Parasocial Matchmakers and Einstein Mog
cannes dispatch deux
Olivia Rodrigo is doing her own Lilith Fair; Romeo Beckham will make his acting debut in a tennis romance called Forty Love; Carly Rae Jepsen announced a new double album Day And Night; and the kids have discovered Mazzy Star's 1993 hit “Fade Into You” (once dubbed “the dreamiest song of the ‘90s” by Pitchfork) via 20-year-old Sombr.
Quick dispatch from Cannes: The Yahoo panel I did yesterday with Beehiiv’s Tyler Denk and CatGPT’s Cat Goetze, moderated by the great Alex Heath, was a blast! We talked a lot about the advantages and limitations of AI. The consensus was that while AI is very helpful for streamlining business operations — especially for entrepreneurs and creatives trying to run scrappy companies — it will never, ever replace thinking, writing, and creativity. It simply can’t! Our own POVs are our — forgive me for being so girlboss TED talk, I’m underslept and undercaffeinated — our superpowers. My favorite question was when Alex asked us what we hope to accomplish in the next two years; Tyler and Cat both had thoughtful, ambitious replies, but my sincere answer: To keep doing exactly this.
In the evening, I went to Emily Sundberg’s gorgeous dinner hosted in partnership with Yahoo. (This newsletter is not sponsored by Yahoo, though it kind of sounds like it is — they are just a genuinely great team; look how cool Sona, who I was lucky enough to sit next to, is!) On the other side of me was Serena Kerrigan, and I spent a lot of the dinner marveling at how much work it takes to be an influencer. I really mean it! I was going to attempt to do “Day in the Life” TikToks while in Cannes and that lasted, oh, five minutes. The editing alone takes Serena two hours a day at minimum (can you imagine spending two hours editing footage of your own face and voice? This work is not for the weak!), and that’s to say nothing of the filming, which is constant. Emily said that influencers like Serena are athletes, and I think she’s exactly right. They’re creative directors, producers, stars, and often photographers and writers, too. The endurance it takes to execute all of that, every single day, is so impressive.
Today I’m heading to a breakfast put on by Ben Dietz and co., a lunch hosted by Cultured and OpenAI, and then hoping to catch a few panels this afternoon, before catching a few happy hours, before catching a few parties…but not too many parties, because I’m hosting an early breakfast with Day One, the agency that made it possible for me to be here!

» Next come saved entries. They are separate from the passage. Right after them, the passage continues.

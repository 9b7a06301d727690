//! Clustering of the network into independent metro systems.
//!
//! Every entity gets a slot in a dense index (arena base + offset) and the
//! configured union rules merge slots in a disjoint set. Sets holding a
//! station or a route become [`System`]s; everything else, and every issue
//! that cannot be placed, goes to the `unmatched` pseudo-system.

use std::collections::BTreeMap;
use tracing::{debug, info};

use crate::config::{Config, Mode, UnionRule};
use crate::geo::BBox;
use crate::issues::{EntityRef, Issue, IssueKind};
use crate::model::{
    EntranceId, EntranceMatch, Network, RouteId, RouteMasterId, SegmentId, StationId,
    StopAreaGroupId, StopAreaId,
};
use crate::registry::{Registry, RegistryEntry, slugify};
use crate::store::ElementId;

/// Id of the pseudo-system collecting issues that belong to no system.
pub const UNMATCHED: &str = "unmatched";

#[derive(Debug, Clone, Default)]
pub struct System {
    pub id: String,
    /// Name of the matched registry entry.
    pub name: Option<String>,
    pub bbox: Option<BBox>,
    /// Smallest element id among the members; fixes the system order.
    pub anchor: Option<ElementId>,
    pub stations: Vec<StationId>,
    pub entrances: Vec<EntranceId>,
    pub segments: Vec<SegmentId>,
    pub routes: Vec<RouteId>,
    pub masters: Vec<RouteMasterId>,
    pub stop_areas: Vec<StopAreaId>,
    pub groups: Vec<StopAreaGroupId>,
    pub issues: Vec<Issue>,
}

impl System {
    pub fn is_matched(&self) -> bool {
        self.name.is_some()
    }

    /// Lines of one mode: route masters plus routes outside any master.
    pub fn line_count(&self, network: &Network<'_>, mode: Mode) -> usize {
        let masters = self
            .masters
            .iter()
            .filter(|m| {
                let master = &network.masters[m.0];
                master
                    .mode
                    .or_else(|| master.routes.first().map(|r| network.route(*r).mode))
                    == Some(mode)
            })
            .count();
        let loose = self
            .routes
            .iter()
            .map(|r| network.route(*r))
            .filter(|r| r.master.is_none() && r.mode == mode)
            .count();
        masters + loose
    }

    /// Interchanges declared through stop area groups.
    pub fn interchange_count(&self) -> usize {
        self.groups.len()
    }

    fn push(&mut self, entity: EntityRef) {
        match entity {
            EntityRef::Station(id) => self.stations.push(id),
            EntityRef::Entrance(id) => self.entrances.push(id),
            EntityRef::Segment(id) => self.segments.push(id),
            EntityRef::Route(id) => self.routes.push(id),
            EntityRef::RouteMaster(id) => self.masters.push(id),
            EntityRef::StopArea(id) => self.stop_areas.push(id),
            EntityRef::StopAreaGroup(id) => self.groups.push(id),
            EntityRef::Element(_) => {}
        }
    }
}

#[derive(Debug, Default)]
pub struct Partition {
    pub systems: Vec<System>,
    /// Issues of the `unmatched` pseudo-system.
    pub unmatched: Vec<Issue>,
}

#[tracing::instrument(skip_all, fields(issues = issues.len(), registry = registry.len()))]
pub fn partition_systems(
    network: &Network<'_>,
    issues: Vec<Issue>,
    registry: &Registry,
    config: &Config,
) -> Partition {
    let mut clusters = Clusters::new(network);
    for rule in &config.union_rules {
        debug!(?rule, "Applying union rule");
        clusters.apply(*rule);
    }
    clusters.apply_always();

    let mut by_root: BTreeMap<usize, Vec<usize>> = BTreeMap::new();
    for slot in 0..clusters.index.len() {
        let root = clusters.dsu.find(slot);
        by_root.entry(root).or_default().push(slot);
    }

    let mut systems: Vec<(System, Vec<usize>)> = Vec::new();
    for slots in by_root.into_values() {
        let entities: Vec<EntityRef> = slots.iter().map(|s| clusters.index.entity(*s)).collect();
        let anchored = entities
            .iter()
            .any(|e| matches!(e, EntityRef::Station(_) | EntityRef::Route(_)));
        if !anchored {
            continue;
        }
        let mut system = System::default();
        for entity in &entities {
            system.push(*entity);
        }
        system.anchor = entities.iter().map(|e| network.element_of(*e)).min();
        system.bbox = BBox::covering(entities.iter().flat_map(|e| network.coords_of(*e)));
        systems.push((system, slots));
    }
    systems.sort_by_key(|(s, _)| s.anchor);

    let mut system_of: Vec<Option<usize>> = vec![None; clusters.index.len()];
    for (i, (_, slots)) in systems.iter().enumerate() {
        for slot in slots {
            system_of[*slot] = Some(i);
        }
    }
    let mut systems: Vec<System> = systems.into_iter().map(|(s, _)| s).collect();

    let element_slots = clusters.element_slots();
    let locate = |subject: &EntityRef| -> Option<usize> {
        let slot = match subject {
            EntityRef::Element(el) => element_slots.get(el).copied(),
            other => clusters.index.slot(*other),
        }?;
        system_of[slot]
    };
    let mut unmatched = Vec::new();
    for issue in issues {
        match issue.subjects.iter().find_map(&locate) {
            Some(i) => systems[i].issues.push(issue),
            None => unmatched.push(issue),
        }
    }

    for system in systems.iter_mut() {
        if let ([station], []) = (system.stations.as_slice(), system.routes.as_slice()) {
            let station = *station;
            if !clusters.served[station.0] {
                system.issues.push(Issue::new(
                    IssueKind::IsolatedStation,
                    vec![EntityRef::Station(station)],
                    format!(
                        "Station {} is not served by any route",
                        network.describe(EntityRef::Station(station))
                    ),
                ));
            }
        }
    }

    identify(network, &mut systems, registry);

    info!(
        systems = systems.len(),
        matched = systems.iter().filter(|s| s.is_matched()).count(),
        unmatched_issues = unmatched.len(),
        "Systems partitioned"
    );
    Partition { systems, unmatched }
}

/// Matches systems against the registry and assigns unique ids.
fn identify(network: &Network<'_>, systems: &mut [System], registry: &Registry) {
    let mut taken: BTreeMap<String, usize> = BTreeMap::new();
    for system in systems.iter_mut() {
        let lead = lead_entity(system);
        let entry = system.bbox.as_ref().and_then(|b| registry.best_match(b));
        let base = match entry {
            Some(entry) => {
                system.name = Some(entry.name.clone());
                check_counts(network, system, entry, lead);
                slugify(&entry.name)
            }
            None => {
                let anchor = system
                    .anchor
                    .map(|a| a.to_string())
                    .unwrap_or_else(|| "empty".to_string());
                system.issues.push(Issue::new(
                    IssueKind::UnidentifiedSystem,
                    vec![lead],
                    format!(
                        "Cluster around {} matches no registry entry",
                        network.describe(lead)
                    ),
                ));
                format!("unidentified-{anchor}")
            }
        };
        let seen = taken.entry(base.clone()).or_insert(0);
        *seen += 1;
        system.id = if *seen == 1 {
            base
        } else {
            format!("{base}-{seen}")
        };
    }
}

fn check_counts(network: &Network<'_>, system: &mut System, entry: &RegistryEntry, lead: EntityRef) {
    let found = [
        ("stations", entry.stations, system.stations.len()),
        ("subway lines", entry.subway_lines, system.line_count(network, Mode::Subway)),
        (
            "light rail lines",
            entry.light_rail_lines,
            system.line_count(network, Mode::LightRail),
        ),
        ("interchanges", entry.interchanges, system.interchange_count()),
    ];
    for (what, expected, actual) in found {
        let Some(expected) = expected else {
            continue;
        };
        if expected != actual {
            system.issues.push(Issue::new(
                IssueKind::CountMismatch,
                vec![lead],
                format!("{}: expected {expected} {what}, found {actual}", entry.name),
            ));
        }
    }
}

/// Station or route holding the system's anchor element.
fn lead_entity(system: &System) -> EntityRef {
    match (system.stations.first(), system.routes.first()) {
        (Some(s), _) => EntityRef::Station(*s),
        (None, Some(r)) => EntityRef::Route(*r),
        (None, None) => EntityRef::Element(system.anchor.unwrap_or(ElementId::node(0))),
    }
}

/// Disjoint set with path halving and union by rank.
#[derive(Debug)]
struct DisjointSet {
    parent: Vec<usize>,
    rank: Vec<u8>,
}

impl DisjointSet {
    fn new(len: usize) -> Self {
        Self {
            parent: (0..len).collect(),
            rank: vec![0; len],
        }
    }

    fn find(&mut self, mut x: usize) -> usize {
        while self.parent[x] != x {
            self.parent[x] = self.parent[self.parent[x]];
            x = self.parent[x];
        }
        x
    }

    fn union(&mut self, a: usize, b: usize) {
        let (ra, rb) = (self.find(a), self.find(b));
        if ra == rb {
            return;
        }
        match self.rank[ra].cmp(&self.rank[rb]) {
            std::cmp::Ordering::Less => self.parent[ra] = rb,
            std::cmp::Ordering::Greater => self.parent[rb] = ra,
            std::cmp::Ordering::Equal => {
                self.parent[rb] = ra;
                self.rank[ra] += 1;
            }
        }
    }
}

const ARENAS: usize = 7;

/// Dense slot numbering over all entity arenas.
#[derive(Debug)]
struct EntityIndex {
    bases: [usize; ARENAS + 1],
}

impl EntityIndex {
    fn new(network: &Network<'_>) -> Self {
        let sizes = [
            network.stations.len(),
            network.entrances.len(),
            network.segments.len(),
            network.routes.len(),
            network.masters.len(),
            network.stop_areas.len(),
            network.groups.len(),
        ];
        let mut bases = [0; ARENAS + 1];
        for (i, size) in sizes.iter().enumerate() {
            bases[i + 1] = bases[i] + size;
        }
        Self { bases }
    }

    fn len(&self) -> usize {
        self.bases[ARENAS]
    }

    fn slot(&self, entity: EntityRef) -> Option<usize> {
        let (arena, offset) = match entity {
            EntityRef::Station(id) => (0, id.0),
            EntityRef::Entrance(id) => (1, id.0),
            EntityRef::Segment(id) => (2, id.0),
            EntityRef::Route(id) => (3, id.0),
            EntityRef::RouteMaster(id) => (4, id.0),
            EntityRef::StopArea(id) => (5, id.0),
            EntityRef::StopAreaGroup(id) => (6, id.0),
            EntityRef::Element(_) => return None,
        };
        Some(self.bases[arena] + offset)
    }

    fn entity(&self, slot: usize) -> EntityRef {
        let arena = (0..ARENAS)
            .find(|a| slot < self.bases[a + 1])
            .unwrap_or(ARENAS - 1);
        let offset = slot - self.bases[arena];
        match arena {
            0 => EntityRef::Station(StationId(offset)),
            1 => EntityRef::Entrance(EntranceId(offset)),
            2 => EntityRef::Segment(SegmentId(offset)),
            3 => EntityRef::Route(RouteId(offset)),
            4 => EntityRef::RouteMaster(RouteMasterId(offset)),
            5 => EntityRef::StopArea(StopAreaId(offset)),
            _ => EntityRef::StopAreaGroup(StopAreaGroupId(offset)),
        }
    }
}

struct Clusters<'n, 'a> {
    network: &'n Network<'a>,
    index: EntityIndex,
    dsu: DisjointSet,
    /// Stations stopped at by at least one route.
    served: Vec<bool>,
}

impl<'n, 'a> Clusters<'n, 'a> {
    fn new(network: &'n Network<'a>) -> Self {
        let index = EntityIndex::new(network);
        let mut served = vec![false; network.stations.len()];
        for route in &network.routes {
            for stop in route.stops() {
                served[stop.0] = true;
            }
        }
        Self {
            network,
            dsu: DisjointSet::new(index.len()),
            index,
            served,
        }
    }

    fn join(&mut self, a: EntityRef, b: EntityRef) {
        if self.isolated(a) || self.isolated(b) {
            return;
        }
        if let (Some(x), Some(y)) = (self.index.slot(a), self.index.slot(b)) {
            self.dsu.union(x, y);
        }
    }

    fn isolated(&self, entity: EntityRef) -> bool {
        matches!(entity, EntityRef::Station(s) if !self.served[s.0])
    }

    fn apply(&mut self, rule: UnionRule) {
        let net = self.network;
        match rule {
            UnionRule::RouteMaster => {
                for (i, master) in net.masters.iter().enumerate() {
                    for route in &master.routes {
                        self.join(EntityRef::RouteMaster(RouteMasterId(i)), EntityRef::Route(*route));
                    }
                }
            }
            UnionRule::RouteStops => {
                for (i, route) in net.routes.iter().enumerate() {
                    for stop in route.stops() {
                        self.join(EntityRef::Route(RouteId(i)), EntityRef::Station(stop));
                    }
                }
            }
            UnionRule::StopArea => {
                for (i, area) in net.stop_areas.iter().enumerate() {
                    let a = EntityRef::StopArea(StopAreaId(i));
                    for station in &area.stations {
                        self.join(a, EntityRef::Station(*station));
                    }
                    for entrance in &area.entrances {
                        self.join(a, EntityRef::Entrance(*entrance));
                    }
                }
            }
            UnionRule::StopAreaGroup => {
                for (i, group) in net.groups.iter().enumerate() {
                    for area in &group.stop_areas {
                        self.join(
                            EntityRef::StopAreaGroup(StopAreaGroupId(i)),
                            EntityRef::StopArea(*area),
                        );
                    }
                }
            }
        }
    }

    fn apply_always(&mut self) {
        let net = self.network;
        for (i, route) in net.routes.iter().enumerate() {
            for segment in route.segments() {
                self.join(EntityRef::Route(RouteId(i)), EntityRef::Segment(segment));
            }
        }
        for (i, entrance) in net.entrances.iter().enumerate() {
            if let (EntranceMatch::Distance, Some(station)) = (entrance.matched_by, entrance.station) {
                self.join(EntityRef::Entrance(EntranceId(i)), EntityRef::Station(station));
            }
        }
    }

    /// Raw element ids resolved to the slot of the entity built from them.
    fn element_slots(&self) -> BTreeMap<ElementId, usize> {
        let net = self.network;
        let mut map = BTreeMap::new();
        for slot in 0..self.index.len() {
            map.insert(net.element_of(self.index.entity(slot)), slot);
        }
        for (el, stations) in &net.station_index {
            if let Some(first) = stations.first() {
                if let Some(slot) = self.index.slot(EntityRef::Station(*first)) {
                    map.entry(*el).or_insert(slot);
                }
            }
        }
        map
    }
}
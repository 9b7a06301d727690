use super::client::HttpClient;
use async_trait::async_trait;
use std::time::Duration;

/// Plain `reqwest` client with a generous timeout for large extracts.
pub struct BasicClient(reqwest::Client);

impl BasicClient {
    pub fn new() -> reqwest::Result<Self> {
        let client = reqwest::Client::builder()
            .timeout(Duration::from_secs(600))
            .user_agent(concat!("metro_validator/", env!("CARGO_PKG_VERSION")))
            .build()?;
        Ok(Self(client))
    }
}

#[async_trait]
impl HttpClient for BasicClient {
    async fn execute(&self, req: reqwest::Request) -> reqwest::Result<reqwest::Response> {
        self.0.execute(req).await
    }
}
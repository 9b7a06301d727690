//! Registry of expected metro systems, loaded from CSV.
//!
//! Columns: `name,west,south,east,north` and, optionally, the expected
//! `stations`, `subway_lines`, `light_rail_lines` and `interchanges` counts.

use anyhow::{Context, Result};
use serde::Deserialize;
use std::fs::File;
use std::io::Read;
use std::path::Path;
use tracing::info;

use crate::geo::BBox;

#[derive(Debug, Clone, PartialEq, Deserialize)]
pub struct RegistryEntry {
    pub name: String,
    pub west: f64,
    pub south: f64,
    pub east: f64,
    pub north: f64,
    #[serde(default)]
    pub stations: Option<usize>,
    #[serde(default)]
    pub subway_lines: Option<usize>,
    #[serde(default)]
    pub light_rail_lines: Option<usize>,
    #[serde(default)]
    pub interchanges: Option<usize>,
}

impl RegistryEntry {
    pub fn bbox(&self) -> BBox {
        BBox::new(self.west, self.south, self.east, self.north)
    }
}

#[derive(Debug, Clone, Default)]
pub struct Registry {
    entries: Vec<RegistryEntry>,
}

impl Registry {
    pub fn new(entries: Vec<RegistryEntry>) -> Self {
        Self { entries }
    }

    pub fn load(path: &Path) -> Result<Self> {
        let file = File::open(path)
            .with_context(|| format!("Failed to open registry {}", path.display()))?;
        let registry = Self::from_reader(file)
            .with_context(|| format!("Failed to read registry {}", path.display()))?;
        info!(path = %path.display(), entries = registry.len(), "Registry loaded");
        Ok(registry)
    }

    pub fn from_reader<R: Read>(reader: R) -> Result<Self> {
        let mut rdr = csv::ReaderBuilder::new().trim(csv::Trim::All).from_reader(reader);
        let mut entries = Vec::new();
        for result in rdr.deserialize() {
            let entry: RegistryEntry = result?;
            entries.push(entry);
        }
        Ok(Self { entries })
    }

    pub fn len(&self) -> usize {
        self.entries.len()
    }

    pub fn is_empty(&self) -> bool {
        self.entries.is_empty()
    }

    pub fn entries(&self) -> &[RegistryEntry] {
        &self.entries
    }

    /// Keeps only the entries named `name`, matched on the name itself or
    /// its system id.
    pub fn select(&self, name: &str) -> Registry {
        let entries = self
            .entries
            .iter()
            .filter(|e| e.name == name || slugify(&e.name) == name)
            .cloned()
            .collect();
        Registry { entries }
    }

    /// The smallest entry whose bounding box contains `bbox`; ties go to the
    /// alphabetically first name.
    pub fn best_match(&self, bbox: &BBox) -> Option<&RegistryEntry> {
        self.entries
            .iter()
            .filter(|e| e.bbox().contains(bbox))
            .min_by(|a, b| {
                a.bbox()
                    .area()
                    .total_cmp(&b.bbox().area())
                    .then_with(|| a.name.cmp(&b.name))
            })
    }
}

/// System id derived from a registry name: lowercased, spaces become
/// underscores, and anything outside `[a-z0-9_-]` is dropped, so
/// `"São Paulo"` gives `"so_paulo"`.
pub fn slugify(name: &str) -> String {
    let slug: String = name
        .to_lowercase()
        .chars()
        .map(|c| if c == ' ' { '_' } else { c })
        .filter(|c| c.is_ascii_lowercase() || c.is_ascii_digit() || *c == '_' || *c == '-')
        .collect();
    if slug.is_empty() {
        "system".to_string()
    } else {
        slug
    }
}
//! Positions, distances and bounding boxes on top of the `geo` crate.

use geo::{Area, BoundingRect, Centroid, HaversineDistance, MultiPoint, Point, Rect, coord};
use serde::{Deserialize, Serialize};

/// A WGS84 position. Use [`Coord::to_pair`] for GeoJSON `[lon, lat]` output.
#[derive(Debug, Clone, Copy, PartialEq, Serialize, Deserialize)]
pub struct Coord {
    pub lon: f64,
    pub lat: f64,
}

impl Coord {
    pub fn new(lon: f64, lat: f64) -> Self {
        Self { lon, lat }
    }

    /// Great-circle distance in metres.
    pub fn distance_to(&self, other: &Coord) -> f64 {
        Point::from(*self).haversine_distance(&Point::from(*other))
    }

    pub fn is_valid(&self) -> bool {
        self.lon.is_finite()
            && self.lat.is_finite()
            && (-180.0..=180.0).contains(&self.lon)
            && (-90.0..=90.0).contains(&self.lat)
    }

    pub fn to_pair(self) -> [f64; 2] {
        [self.lon, self.lat]
    }
}

impl From<Coord> for Point {
    fn from(c: Coord) -> Self {
        Point::new(c.lon, c.lat)
    }
}

impl From<Point> for Coord {
    fn from(p: Point) -> Self {
        Coord::new(p.x(), p.y())
    }
}

fn multi_point<I: IntoIterator<Item = Coord>>(coords: I) -> MultiPoint {
    coords.into_iter().map(Point::from).collect::<Vec<_>>().into()
}

/// Mean position of a set of coordinates, `None` when empty.
pub fn centroid<I: IntoIterator<Item = Coord>>(coords: I) -> Option<Coord> {
    multi_point(coords).centroid().map(Coord::from)
}

/// Axis-aligned box in degrees, serialized as `west/south/east/north`.
#[derive(Debug, Clone, Copy, PartialEq, Serialize, Deserialize)]
pub struct BBox {
    pub west: f64,
    pub south: f64,
    pub east: f64,
    pub north: f64,
}

impl BBox {
    pub fn new(west: f64, south: f64, east: f64, north: f64) -> Self {
        Self {
            west,
            south,
            east,
            north,
        }
    }

    /// Smallest box holding every position, `None` when empty.
    pub fn covering<I: IntoIterator<Item = Coord>>(coords: I) -> Option<Self> {
        multi_point(coords).bounding_rect().map(BBox::from)
    }

    fn rect(&self) -> Rect {
        Rect::new(
            coord! { x: self.west, y: self.south },
            coord! { x: self.east, y: self.north },
        )
    }

    // Boundary-inclusive, so a one-station system on an edge still matches.
    pub fn contains_point(&self, c: Coord) -> bool {
        self.west <= c.lon && c.lon <= self.east && self.south <= c.lat && c.lat <= self.north
    }

    pub fn contains(&self, other: &BBox) -> bool {
        self.contains_point(Coord::new(other.west, other.south))
            && self.contains_point(Coord::new(other.east, other.north))
    }

    /// Area in square degrees; only used to rank candidate boxes.
    pub fn area(&self) -> f64 {
        self.rect().unsigned_area()
    }
}

impl From<Rect> for BBox {
    fn from(rect: Rect) -> Self {
        BBox::new(rect.min().x, rect.min().y, rect.max().x, rect.max().y)
    }
}
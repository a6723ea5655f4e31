//! Vulkan context bring-up: window, instance, surface, device selection and
//! logical device creation.

pub mod config;
pub mod context;
pub mod debug;
pub mod device;
pub mod error;
pub mod instance;
pub mod physical_device;
pub mod queue_family;
pub mod surface;
pub mod swapchain;
pub mod window;

pub use config::{ContextConfig, WindowConfig};
pub use context::{Context, ContextSetup, Stage};
pub use error::{ContextError, Result};
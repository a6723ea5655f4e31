use ash::vk;
use thiserror::Error;

use crate::context::Stage;

/// Errors raised while bringing up a rendering context.
///
/// Every variant is terminal for the setup procedure: nothing here is retried.
#[derive(Error, Debug)]
pub enum ContextError {
    #[error("failed to load the Vulkan library: {0}")]
    Loading(#[from] ash::LoadingError),

    #[error("failed to create the Vulkan instance: {0}")]
    InstanceCreationFailed(vk::Result),

    #[error("validation layers requested but not available: {}", .0.join(", "))]
    MissingValidationLayers(Vec<String>),

    #[error("failed to set up the debug messenger: {0}")]
    DiagnosticsSetupFailed(vk::Result),

    #[error("failed to create the window: {0}")]
    WindowCreationFailed(String),

    #[error("no surface support for this windowing platform: {0}")]
    UnsupportedPlatform(String),

    #[error("failed to create the window surface: {0}")]
    SurfaceCreationFailed(vk::Result),

    #[error("failed to find GPUs with Vulkan support")]
    NoDevicesAvailable,

    #[error("none of the {candidates} GPU(s) found is suitable")]
    NoSuitableDevice { candidates: usize },

    #[error("failed to create the logical device: {0}")]
    DeviceCreationFailed(vk::Result),

    #[error("setup step out of order: expected stage {expected:?}, context is at {actual:?}")]
    OutOfOrder { expected: Stage, actual: Stage },

    #[error("Vulkan call failed: {0}")]
    Vulkan(#[from] vk::Result),

    #[error("invalid layer or extension name: {0}")]
    InvalidName(#[from] std::ffi::NulError),

    #[error("failed to read configuration: {0}")]
    ConfigIo(#[from] std::io::Error),

    #[error("failed to parse configuration: {0}")]
    ConfigParse(#[from] toml::de::Error),
}

pub type Result<T> = std::result::Result<T, ContextError>;
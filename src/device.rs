use std::{
    ffi::{c_char, CString},
    sync::Arc,
};

use ash::vk;

use crate::{
    error::{ContextError, Result},
    instance::Instance,
    physical_device::PhysicalDevice,
    queue_family::{QueueFamily, ResolvedQueueFamilies},
};

pub static QUEUE_PRIORITIES: [f32; 1] = [1.0];

#[derive(Debug)]
pub struct Queue {
    pub handle: vk::Queue,
    pub queue_family: QueueFamily,
}

/// One queue-creation request per distinct family, at full priority.
pub fn queue_create_infos(families: &ResolvedQueueFamilies) -> Vec<vk::DeviceQueueCreateInfo> {
    families
        .unique()
        .into_iter()
        .map(|family_index| {
            vk::DeviceQueueCreateInfo::builder()
                .queue_family_index(family_index)
                .queue_priorities(&QUEUE_PRIORITIES)
                .build()
        })
        .collect()
}

/// Anisotropic sampling and sample-rate shading. Selection already checked anisotropy.
pub fn enabled_features() -> vk::PhysicalDeviceFeatures {
    vk::PhysicalDeviceFeatures::builder()
        .sampler_anisotropy(true)
        .sample_rate_shading(true)
        .build()
}

pub struct Device {
    pub handle: ash::Device,
    pub instance: Arc<Instance>,
    pub physical_device: PhysicalDevice,
    pub graphics_queue: Queue,
    pub present_queue: Queue,
}

impl Device {
    /// Creates the logical device on the queue families resolved during selection.
    ///
    /// The instance's validation layers are passed on as device layers; current
    /// drivers ignore them.
    pub fn new(
        instance: Arc<Instance>,
        physical_device: PhysicalDevice,
        required_extensions: &[CString],
    ) -> Result<Self> {
        let families = physical_device.queue_family_indices;
        let queue_create_infos = queue_create_infos(&families);
        let enabled_features = enabled_features();
        let enabled_extension_names: Vec<*const c_char> = required_extensions
            .iter()
            .map(|extension| extension.as_ptr())
            .collect();
        let enabled_layer_names: Vec<*const c_char> = instance
            .validation_layers
            .iter()
            .map(|layer| layer.as_ptr())
            .collect();

        let handle = unsafe {
            instance
                .handle
                .create_device(
                    physical_device.handle,
                    &vk::DeviceCreateInfo::builder()
                        .queue_create_infos(&queue_create_infos)
                        .enabled_features(&enabled_features)
                        .enabled_extension_names(&enabled_extension_names)
                        .enabled_layer_names(&enabled_layer_names),
                    None,
                )
                .map_err(ContextError::DeviceCreationFailed)?
        };

        let queue = |family_index: u32| Queue {
            handle: unsafe { handle.get_device_queue(family_index, 0) },
            queue_family: physical_device.queue_families[family_index as usize],
        };
        let graphics_queue = queue(families.graphics_family);
        let present_queue = queue(families.present_family);

        log::info!(
            "created logical device on {} (graphics family {}, present family {})",
            physical_device.name,
            families.graphics_family,
            families.present_family
        );

        Ok(Self {
            handle,
            instance,
            physical_device,
            graphics_queue,
            present_queue,
        })
    }

    pub fn shares_queue_family(&self) -> bool {
        self.graphics_queue.queue_family.index == self.present_queue.queue_family.index
    }
}

impl Drop for Device {
    fn drop(&mut self) {
        unsafe {
            // Nothing useful can be done with a lost device here.
            let _ = self.handle.device_wait_idle();
            self.handle.destroy_device(None);
        }
    }
}

#[cfg(test)]
mod tests {
    use super::*;

    #[test]
    fn shared_family_gets_one_request() {
        let infos = queue_create_infos(&ResolvedQueueFamilies {
            graphics_family: 2,
            present_family: 2,
        });
        assert_eq!(infos.len(), 1);
        assert_eq!(infos[0].queue_family_index, 2);
        assert_eq!(infos[0].queue_count, 1);
    }

    #[test]
    fn split_families_get_one_request_each_at_full_priority() {
        let infos = queue_create_infos(&ResolvedQueueFamilies {
            graphics_family: 0,
            present_family: 3,
        });
        let families: Vec<u32> = infos.iter().map(|info| info.queue_family_index).collect();
        assert_eq!(families, vec![0, 3]);
        for info in &infos {
            assert_eq!(info.queue_count, 1);
            let priorities = unsafe {
                std::slice::from_raw_parts(info.p_queue_priorities, info.queue_count as usize)
            };
            assert_eq!(priorities, &[1.0]);
        }
    }

    #[test]
    fn features_enable_anisotropy_and_sample_shading_only() {
        let features = enabled_features();
        assert_eq!(features.sampler_anisotropy, vk::TRUE);
        assert_eq!(features.sample_rate_shading, vk::TRUE);
        assert_eq!(features.geometry_shader, vk::FALSE);
    }
}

I MOG, HE MOGS, YOU MOG, WE ALL MOG, nytimes
By now, we’re all (too?) aware of the word “mog,” but I enjoyed this piece that decoded how the term transcended incel chatrooms to become as culturally inescapable as it suddenly is. Linguist Adam Aleksic traced it to the acronym AMOG (”alpha male of the group”), which by the mid-2010s was circulating in “black pill” forums, a nihilistic incel outlook borrowed from The Matrix, before spreading to TikTok, X, and Instagram via looksmaxxing influencers like Clavicular. “It’s sort of been semantically bleached,” Aleksic said. “It’s lost a lot of the overt connotation.” (For example, TikToker Pierre Paul, 28, told the Times, “You can mog absolutely anything. Einstein developed the theory of relativity. We can effectively say that he mogged physics and mathematics.”) Aleksic pointed out that middle schoolers tend to drive adoption because they’re “extremely flexible in their sense of self” — this is exactly why I think the youths are the most interesting consumer group to track — and pull vocabulary from online streamers. But as one person commented, “If you’re reading about new lingo in the newspaper, you can be sure the term has already jumped the shark.”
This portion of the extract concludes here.